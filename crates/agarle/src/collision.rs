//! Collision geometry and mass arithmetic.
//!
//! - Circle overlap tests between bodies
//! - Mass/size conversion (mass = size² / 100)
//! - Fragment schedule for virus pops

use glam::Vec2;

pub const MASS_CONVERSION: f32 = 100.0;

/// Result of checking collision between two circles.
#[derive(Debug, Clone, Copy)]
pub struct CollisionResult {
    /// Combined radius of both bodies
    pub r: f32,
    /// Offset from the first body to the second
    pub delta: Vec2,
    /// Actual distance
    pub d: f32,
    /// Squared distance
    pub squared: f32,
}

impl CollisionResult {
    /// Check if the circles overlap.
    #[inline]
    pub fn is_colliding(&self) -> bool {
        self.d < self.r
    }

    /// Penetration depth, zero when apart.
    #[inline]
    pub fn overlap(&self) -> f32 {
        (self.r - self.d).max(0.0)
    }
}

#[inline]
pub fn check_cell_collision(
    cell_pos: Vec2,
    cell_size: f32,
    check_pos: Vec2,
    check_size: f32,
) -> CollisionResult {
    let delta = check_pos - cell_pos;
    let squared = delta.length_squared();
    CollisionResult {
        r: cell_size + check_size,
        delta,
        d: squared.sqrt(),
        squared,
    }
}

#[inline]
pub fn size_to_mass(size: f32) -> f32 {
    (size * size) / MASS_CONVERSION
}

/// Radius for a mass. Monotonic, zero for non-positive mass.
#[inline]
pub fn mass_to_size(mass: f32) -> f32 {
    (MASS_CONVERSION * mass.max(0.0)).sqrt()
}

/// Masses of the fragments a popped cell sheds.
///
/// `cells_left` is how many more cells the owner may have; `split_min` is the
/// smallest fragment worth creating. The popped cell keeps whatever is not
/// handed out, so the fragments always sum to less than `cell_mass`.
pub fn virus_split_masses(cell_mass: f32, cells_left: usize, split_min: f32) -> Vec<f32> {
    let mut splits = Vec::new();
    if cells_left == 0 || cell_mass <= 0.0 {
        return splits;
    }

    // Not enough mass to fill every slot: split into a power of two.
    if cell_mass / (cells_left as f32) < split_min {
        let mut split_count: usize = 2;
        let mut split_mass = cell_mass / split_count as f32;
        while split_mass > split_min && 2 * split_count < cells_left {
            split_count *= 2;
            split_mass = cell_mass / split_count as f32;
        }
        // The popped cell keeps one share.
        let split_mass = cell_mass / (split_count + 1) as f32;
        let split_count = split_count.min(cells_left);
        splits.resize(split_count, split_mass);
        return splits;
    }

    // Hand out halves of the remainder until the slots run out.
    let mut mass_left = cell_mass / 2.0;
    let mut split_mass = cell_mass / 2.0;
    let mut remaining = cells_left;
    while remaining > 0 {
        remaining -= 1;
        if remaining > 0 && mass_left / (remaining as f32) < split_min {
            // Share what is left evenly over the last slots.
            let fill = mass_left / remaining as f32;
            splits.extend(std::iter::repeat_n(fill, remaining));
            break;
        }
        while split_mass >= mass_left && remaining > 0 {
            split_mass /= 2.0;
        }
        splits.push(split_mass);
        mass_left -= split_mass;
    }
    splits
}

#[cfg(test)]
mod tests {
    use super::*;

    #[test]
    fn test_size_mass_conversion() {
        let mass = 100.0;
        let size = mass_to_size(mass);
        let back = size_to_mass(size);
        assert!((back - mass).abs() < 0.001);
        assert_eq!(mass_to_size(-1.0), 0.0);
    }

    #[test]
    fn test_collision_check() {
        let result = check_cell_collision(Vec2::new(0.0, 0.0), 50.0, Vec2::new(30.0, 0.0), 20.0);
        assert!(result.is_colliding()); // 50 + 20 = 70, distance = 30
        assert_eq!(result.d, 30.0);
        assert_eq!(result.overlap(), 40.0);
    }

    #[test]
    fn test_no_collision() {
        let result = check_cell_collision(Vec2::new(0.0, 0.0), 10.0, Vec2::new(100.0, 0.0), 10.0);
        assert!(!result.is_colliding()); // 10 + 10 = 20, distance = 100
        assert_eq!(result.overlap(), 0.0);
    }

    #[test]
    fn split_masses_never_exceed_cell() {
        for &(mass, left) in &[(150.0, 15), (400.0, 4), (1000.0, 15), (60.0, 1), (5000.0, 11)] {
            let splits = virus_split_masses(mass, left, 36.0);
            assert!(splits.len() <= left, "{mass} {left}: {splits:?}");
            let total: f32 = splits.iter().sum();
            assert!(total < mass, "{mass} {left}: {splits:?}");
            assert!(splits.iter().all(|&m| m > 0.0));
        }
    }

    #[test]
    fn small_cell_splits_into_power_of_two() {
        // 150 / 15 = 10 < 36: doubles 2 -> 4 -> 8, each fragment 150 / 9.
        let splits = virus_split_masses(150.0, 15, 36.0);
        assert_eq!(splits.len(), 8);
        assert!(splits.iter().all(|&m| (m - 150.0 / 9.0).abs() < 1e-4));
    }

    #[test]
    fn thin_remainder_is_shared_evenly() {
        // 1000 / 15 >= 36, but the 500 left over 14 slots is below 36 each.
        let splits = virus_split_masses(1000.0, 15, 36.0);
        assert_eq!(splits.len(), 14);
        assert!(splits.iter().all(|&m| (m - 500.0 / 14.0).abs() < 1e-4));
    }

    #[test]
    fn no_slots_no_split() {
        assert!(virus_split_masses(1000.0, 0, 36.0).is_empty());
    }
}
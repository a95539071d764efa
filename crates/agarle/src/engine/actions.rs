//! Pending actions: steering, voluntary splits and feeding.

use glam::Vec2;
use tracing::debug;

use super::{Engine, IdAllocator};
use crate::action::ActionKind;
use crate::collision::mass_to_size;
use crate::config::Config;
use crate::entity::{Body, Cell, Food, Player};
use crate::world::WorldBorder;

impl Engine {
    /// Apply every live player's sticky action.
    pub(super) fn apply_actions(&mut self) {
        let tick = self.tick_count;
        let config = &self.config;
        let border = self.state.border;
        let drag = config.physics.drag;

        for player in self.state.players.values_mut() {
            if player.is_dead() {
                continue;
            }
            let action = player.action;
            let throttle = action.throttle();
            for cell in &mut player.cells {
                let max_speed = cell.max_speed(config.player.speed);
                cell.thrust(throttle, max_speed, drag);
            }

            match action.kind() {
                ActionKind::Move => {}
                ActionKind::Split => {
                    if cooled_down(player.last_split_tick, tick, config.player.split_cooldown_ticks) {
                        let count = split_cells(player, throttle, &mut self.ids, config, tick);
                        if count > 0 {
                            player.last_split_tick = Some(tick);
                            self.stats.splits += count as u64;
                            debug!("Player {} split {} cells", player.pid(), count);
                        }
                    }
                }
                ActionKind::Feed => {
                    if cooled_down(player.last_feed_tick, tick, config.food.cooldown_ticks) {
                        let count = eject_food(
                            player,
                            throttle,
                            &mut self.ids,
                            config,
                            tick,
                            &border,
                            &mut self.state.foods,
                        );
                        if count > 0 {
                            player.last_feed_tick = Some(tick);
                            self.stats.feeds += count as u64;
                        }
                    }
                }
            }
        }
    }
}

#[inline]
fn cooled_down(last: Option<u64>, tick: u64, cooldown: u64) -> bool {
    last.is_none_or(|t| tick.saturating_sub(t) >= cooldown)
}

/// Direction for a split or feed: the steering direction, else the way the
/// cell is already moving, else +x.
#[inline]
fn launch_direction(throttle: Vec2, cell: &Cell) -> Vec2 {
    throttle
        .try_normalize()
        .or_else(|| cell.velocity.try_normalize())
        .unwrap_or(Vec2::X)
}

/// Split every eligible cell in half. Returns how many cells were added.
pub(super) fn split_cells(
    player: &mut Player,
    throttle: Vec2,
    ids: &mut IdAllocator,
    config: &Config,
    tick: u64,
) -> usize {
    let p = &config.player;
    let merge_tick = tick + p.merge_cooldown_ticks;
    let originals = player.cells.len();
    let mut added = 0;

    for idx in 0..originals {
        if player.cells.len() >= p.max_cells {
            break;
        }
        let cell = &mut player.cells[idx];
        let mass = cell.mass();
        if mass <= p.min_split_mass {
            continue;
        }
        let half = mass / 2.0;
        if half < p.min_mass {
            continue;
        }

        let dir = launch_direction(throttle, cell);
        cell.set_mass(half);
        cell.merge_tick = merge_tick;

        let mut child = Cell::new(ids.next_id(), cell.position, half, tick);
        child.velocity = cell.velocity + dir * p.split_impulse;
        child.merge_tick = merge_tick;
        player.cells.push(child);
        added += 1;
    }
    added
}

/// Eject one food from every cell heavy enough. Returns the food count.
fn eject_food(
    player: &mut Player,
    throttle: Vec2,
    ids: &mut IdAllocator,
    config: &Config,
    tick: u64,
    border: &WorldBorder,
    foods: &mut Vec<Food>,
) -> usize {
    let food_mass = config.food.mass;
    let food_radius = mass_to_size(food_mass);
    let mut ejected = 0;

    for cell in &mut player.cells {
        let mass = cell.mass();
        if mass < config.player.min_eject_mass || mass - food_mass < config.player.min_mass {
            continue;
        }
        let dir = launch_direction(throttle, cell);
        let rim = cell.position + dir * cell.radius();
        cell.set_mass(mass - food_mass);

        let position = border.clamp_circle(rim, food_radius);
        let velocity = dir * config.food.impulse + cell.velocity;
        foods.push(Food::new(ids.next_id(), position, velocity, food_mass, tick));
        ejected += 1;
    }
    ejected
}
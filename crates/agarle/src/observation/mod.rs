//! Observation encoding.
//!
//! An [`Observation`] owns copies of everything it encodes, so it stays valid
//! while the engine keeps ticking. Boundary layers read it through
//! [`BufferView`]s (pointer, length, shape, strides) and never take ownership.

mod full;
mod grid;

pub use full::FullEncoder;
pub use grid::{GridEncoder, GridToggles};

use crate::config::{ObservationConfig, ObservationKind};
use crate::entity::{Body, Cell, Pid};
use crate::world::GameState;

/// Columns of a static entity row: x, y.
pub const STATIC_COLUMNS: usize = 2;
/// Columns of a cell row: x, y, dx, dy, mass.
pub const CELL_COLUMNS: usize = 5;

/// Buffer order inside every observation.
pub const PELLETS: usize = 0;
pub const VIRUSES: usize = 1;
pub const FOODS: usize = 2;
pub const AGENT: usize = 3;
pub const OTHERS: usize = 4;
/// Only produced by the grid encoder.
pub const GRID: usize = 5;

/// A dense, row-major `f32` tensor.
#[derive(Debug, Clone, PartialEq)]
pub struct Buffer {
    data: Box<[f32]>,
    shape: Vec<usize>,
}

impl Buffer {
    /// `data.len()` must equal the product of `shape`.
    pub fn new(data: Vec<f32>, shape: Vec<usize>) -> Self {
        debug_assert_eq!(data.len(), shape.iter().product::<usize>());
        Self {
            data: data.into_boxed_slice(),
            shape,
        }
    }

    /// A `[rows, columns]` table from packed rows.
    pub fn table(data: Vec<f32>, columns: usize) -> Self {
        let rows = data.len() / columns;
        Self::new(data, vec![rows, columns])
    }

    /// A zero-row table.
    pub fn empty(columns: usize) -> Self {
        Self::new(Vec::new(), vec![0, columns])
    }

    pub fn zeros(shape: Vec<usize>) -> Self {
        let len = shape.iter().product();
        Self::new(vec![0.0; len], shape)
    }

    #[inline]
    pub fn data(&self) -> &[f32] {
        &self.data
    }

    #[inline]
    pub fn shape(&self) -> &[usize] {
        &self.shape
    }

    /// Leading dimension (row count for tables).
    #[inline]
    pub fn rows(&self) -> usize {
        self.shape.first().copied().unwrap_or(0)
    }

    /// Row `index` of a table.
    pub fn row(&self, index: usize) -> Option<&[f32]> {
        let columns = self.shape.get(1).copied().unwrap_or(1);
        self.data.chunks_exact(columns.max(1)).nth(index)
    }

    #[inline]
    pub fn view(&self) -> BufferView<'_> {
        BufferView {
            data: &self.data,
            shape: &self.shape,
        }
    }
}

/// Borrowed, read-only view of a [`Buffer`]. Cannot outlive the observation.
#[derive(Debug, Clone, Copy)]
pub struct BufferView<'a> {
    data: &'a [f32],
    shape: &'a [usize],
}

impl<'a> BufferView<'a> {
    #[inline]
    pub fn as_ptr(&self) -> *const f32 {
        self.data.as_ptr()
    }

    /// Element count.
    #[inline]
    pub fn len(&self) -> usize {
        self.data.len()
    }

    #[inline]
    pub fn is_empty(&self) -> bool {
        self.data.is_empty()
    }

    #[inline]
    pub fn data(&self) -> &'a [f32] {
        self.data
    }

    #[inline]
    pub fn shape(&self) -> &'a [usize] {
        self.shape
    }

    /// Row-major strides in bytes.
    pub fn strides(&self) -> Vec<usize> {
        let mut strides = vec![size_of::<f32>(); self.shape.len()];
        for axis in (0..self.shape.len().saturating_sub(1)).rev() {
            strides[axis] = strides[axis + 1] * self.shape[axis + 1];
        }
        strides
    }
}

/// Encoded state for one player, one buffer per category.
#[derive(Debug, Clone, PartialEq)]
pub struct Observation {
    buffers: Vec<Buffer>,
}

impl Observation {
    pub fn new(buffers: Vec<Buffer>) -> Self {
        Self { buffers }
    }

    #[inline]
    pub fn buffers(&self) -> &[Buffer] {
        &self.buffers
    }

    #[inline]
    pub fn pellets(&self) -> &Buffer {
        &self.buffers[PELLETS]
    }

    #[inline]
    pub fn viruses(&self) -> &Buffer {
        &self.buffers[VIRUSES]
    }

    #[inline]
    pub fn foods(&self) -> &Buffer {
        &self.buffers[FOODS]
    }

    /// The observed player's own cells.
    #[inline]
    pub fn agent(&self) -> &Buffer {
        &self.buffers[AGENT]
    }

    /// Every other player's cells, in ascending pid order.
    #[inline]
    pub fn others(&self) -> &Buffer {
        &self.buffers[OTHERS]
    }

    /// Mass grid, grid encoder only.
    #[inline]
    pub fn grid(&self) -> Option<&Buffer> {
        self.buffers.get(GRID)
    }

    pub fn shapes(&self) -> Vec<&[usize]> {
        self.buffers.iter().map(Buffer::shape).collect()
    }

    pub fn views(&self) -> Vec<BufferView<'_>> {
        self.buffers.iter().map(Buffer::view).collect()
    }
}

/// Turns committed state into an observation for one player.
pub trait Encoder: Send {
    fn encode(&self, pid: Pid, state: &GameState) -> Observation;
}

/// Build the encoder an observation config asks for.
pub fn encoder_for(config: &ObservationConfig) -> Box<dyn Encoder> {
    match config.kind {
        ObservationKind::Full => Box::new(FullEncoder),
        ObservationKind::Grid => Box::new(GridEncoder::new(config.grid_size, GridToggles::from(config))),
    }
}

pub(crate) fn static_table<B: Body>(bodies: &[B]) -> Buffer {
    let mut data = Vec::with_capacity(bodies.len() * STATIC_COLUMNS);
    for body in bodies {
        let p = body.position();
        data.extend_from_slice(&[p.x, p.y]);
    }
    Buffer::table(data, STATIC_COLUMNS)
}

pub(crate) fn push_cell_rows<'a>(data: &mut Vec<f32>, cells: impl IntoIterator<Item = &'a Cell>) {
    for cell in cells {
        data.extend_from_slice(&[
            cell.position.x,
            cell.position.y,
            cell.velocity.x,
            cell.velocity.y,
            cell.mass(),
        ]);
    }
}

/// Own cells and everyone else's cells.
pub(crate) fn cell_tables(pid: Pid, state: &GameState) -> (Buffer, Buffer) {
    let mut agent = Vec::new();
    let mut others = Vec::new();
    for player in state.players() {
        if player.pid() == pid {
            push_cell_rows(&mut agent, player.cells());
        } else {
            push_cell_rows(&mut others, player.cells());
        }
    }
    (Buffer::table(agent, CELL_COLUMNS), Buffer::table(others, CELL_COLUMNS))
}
=-=-=
Restate word for word only the lines above from the line containing "pub fn grid(&self)" to the line containing "let mut others = Vec::new();", both of them included.

- Answer to the problem:
    pub fn grid(&self) -> Option<&Buffer> {
        self.buffers.get(GRID)
    }

    pub fn shapes(&self) -> Vec<&[usize]> {
        self.buffers.iter().map(Buffer::shape).collect()
    }

    pub fn views(&self) -> Vec<BufferView<'_>> {
        self.buffers.iter().map(Buffer::view).collect()
    }
}

/// Turns committed state into an observation for one player.
pub trait Encoder: Send {
    fn encode(&self, pid: Pid, state: &GameState) -> Observation;
}

/// Build the encoder an observation config asks for.
pub fn encoder_for(config: &ObservationConfig) -> Box<dyn Encoder> {
    match config.kind {
        ObservationKind::Full => Box::new(FullEncoder),
        ObservationKind::Grid => Box::new(GridEncoder::new(config.grid_size, GridToggles::from(config))),
    }
}

pub(crate) fn static_table<B: Body>(bodies: &[B]) -> Buffer {
    let mut data = Vec::with_capacity(bodies.len() * STATIC_COLUMNS);
    for body in bodies {
        let p = body.position();
        data.extend_from_slice(&[p.x, p.y]);
    }
    Buffer::table(data, STATIC_COLUMNS)
}

pub(crate) fn push_cell_rows<'a>(data: &mut Vec<f32>, cells: impl IntoIterator<Item = &'a Cell>) {
    for cell in cells {
        data.extend_from_slice(&[
            cell.position.x,
            cell.position.y,
            cell.velocity.x,
            cell.velocity.y,
            cell.mass(),
        ]);
    }
}

/// Own cells and everyone else's cells.
pub(crate) fn cell_tables(pid: Pid, state: &GameState) -> (Buffer, Buffer) {
    let mut agent = Vec::new();
    let mut others = Vec::new();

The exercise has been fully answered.